I friggin' hate being jealous. And it happens far too often for me to ignore.
The most recent case in point: A high school friend of mine just launched her first book with the help of a proper agent and publisher. She has an ungodly huge blog following, each of whom were chomping at the bit to buy her book the day it came out. As part of her launch efforts, she sold one autographed copy of her book on eBay which netted more than what I made last month in book sales. Just recently, she had a book signing where 60 copies of her book were sold (the number would have been higher if the bookstore would have stocked more). At my last book signing, I sold 6 and practically begged each customer for the sale. She did 15 phone interviews in one day; I can't remember the date of my last one. To put it mildly, I am INSANELY jealous of her.
The thing that really sucks about my mental malaise is that this chick is totally nice, funny, and talented. She was like that in high school, and she remains so to this day. (She was one of the few girls in high school I actually liked; she was a delightful flash of realness in a morass of pretentious, teenage phony-baloney.) She deserves to have huge success, and I am genuinely happy for her. However, I cannot escape my own insecurities, doubts, and fears whenever I hear about her latest score.

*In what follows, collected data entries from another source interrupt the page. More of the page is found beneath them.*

//! Shared HTTP adapter state.
//!
//! Handlers accept this state via `actix_web::web::Data` so they only depend
//! on domain ports and remain testable without I/O.

use std::sync::Arc;

use crate::domain::ports::{
    ProductRepository, ProductsCommand, ProductsQuery, UserRepository, UsersCommand, UsersQuery,
};
use crate::domain::{ProductCatalogueService, UserRegistrationService};

/// Dependency bundle for HTTP handlers.
#[derive(Clone)]
pub struct HttpState {
    pub users: Arc<dyn UsersCommand>,
    pub users_query: Arc<dyn UsersQuery>,
    pub products: Arc<dyn ProductsCommand>,
    pub products_query: Arc<dyn ProductsQuery>,
}

impl HttpState {
    /// Wire the domain services over the given repositories.
    ///
    /// # Examples
    /// ```
    /// use std::sync::Arc;
    /// use user_product_backend::inbound::http::state::HttpState;
    /// use user_product_backend::outbound::memory::{
    ///     InMemoryProductRepository, InMemoryUserRepository,
    /// };
    ///
    /// let _state = HttpState::from_repositories(
    ///     Arc::new(InMemoryUserRepository::new()),
    ///     Arc::new(InMemoryProductRepository::new()),
    /// );
    /// ```
    pub fn from_repositories<U, P>(users: Arc<U>, products: Arc<P>) -> Self
    where
        U: UserRepository + 'static,
        P: ProductRepository + 'static,
    {
        let registration = Arc::new(UserRegistrationService::new(users));
        let catalogue = Arc::new(ProductCatalogueService::new(products));
        Self {
            users: registration.clone(),
            users_query: registration,
            products: catalogue.clone(),
            products_query: catalogue,
        }
    }
}
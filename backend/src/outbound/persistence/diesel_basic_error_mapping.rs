//! Shared Diesel error mapping for the record-store repositories.
//!
//! Both repositories expose a `Connection`/`Query` error pair, so the
//! mapping is written once against constructor closures.

use tracing::debug;

use super::pool::PoolError;

/// Map pool errors into a repository-specific connection error.
pub fn map_basic_pool_error<E, C>(error: PoolError, connection: C) -> E
where
    C: FnOnce(String) -> E,
{
    let message = match error {
        PoolError::Checkout { message } | PoolError::Ping { message } => message,
    };
    connection(message)
}

/// Map Diesel error variants into query or connection errors.
pub fn map_basic_diesel_error<E, Q, C>(error: diesel::result::Error, query: Q, connection: C) -> E
where
    Q: FnOnce(&'static str) -> E,
    C: FnOnce(&'static str) -> E,
{
    use diesel::result::{DatabaseErrorKind, Error as DieselError};

    match &error {
        DieselError::DatabaseError(kind, info) => {
            debug!(?kind, message = info.message(), "diesel operation failed");
        }
        other => debug!(error = %other, "diesel operation failed"),
    }

    match error {
        DieselError::NotFound => query("record not found"),
        DieselError::QueryBuilderError(_) => query("database query error"),
        DieselError::DatabaseError(DatabaseErrorKind::ClosedConnection, _) => {
            connection("database connection error")
        }
        DieselError::BrokenTransactionManager => connection("database connection error"),
        _ => query("database error"),
    }
}

#[cfg(test)]
mod tests {
    use super::*;
    use crate::domain::ports::UserPersistenceError;
    use rstest::rstest;

    #[rstest]
    fn pool_failures_become_connection_errors() {
        let err: UserPersistenceError =
            map_basic_pool_error(PoolError::checkout("timed out"), UserPersistenceError::connection);
        assert_eq!(err, UserPersistenceError::connection("timed out"));
    }

    #[rstest]
    #[case(diesel::result::Error::NotFound, UserPersistenceError::query("record not found"))]
    #[case(diesel::result::Error::BrokenTransactionManager, UserPersistenceError::connection("database connection error"))]
    #[case(diesel::result::Error::RollbackTransaction, UserPersistenceError::query("database error"))]
    fn diesel_failures_are_classified(
        #[case] error: diesel::result::Error,
        #[case] expected: UserPersistenceError,
    ) {
        let mapped = map_basic_diesel_error(
            error,
            UserPersistenceError::query,
            UserPersistenceError::connection,
        );
        assert_eq!(mapped, expected);
    }
}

Why do we silently curse the successes of others? What is it about someone else doing well that rankles us so? I should have more sensitivity to this particular condition, as I have encountered it on the other end from people with whom I thought were my friends. As I dip my pinky toe in the pool of literary success, I have discovered that not everyone is overflowing with joy for me. Somehow they think that going for one's dream is unseemly or that I have become "too big for my britches". I have spent many a night kvetching to my husband about so-and-so giving me the cold shoulder simply because I am enthusiastically pursuing my career as an author, speaker, and bringer of the Mojo.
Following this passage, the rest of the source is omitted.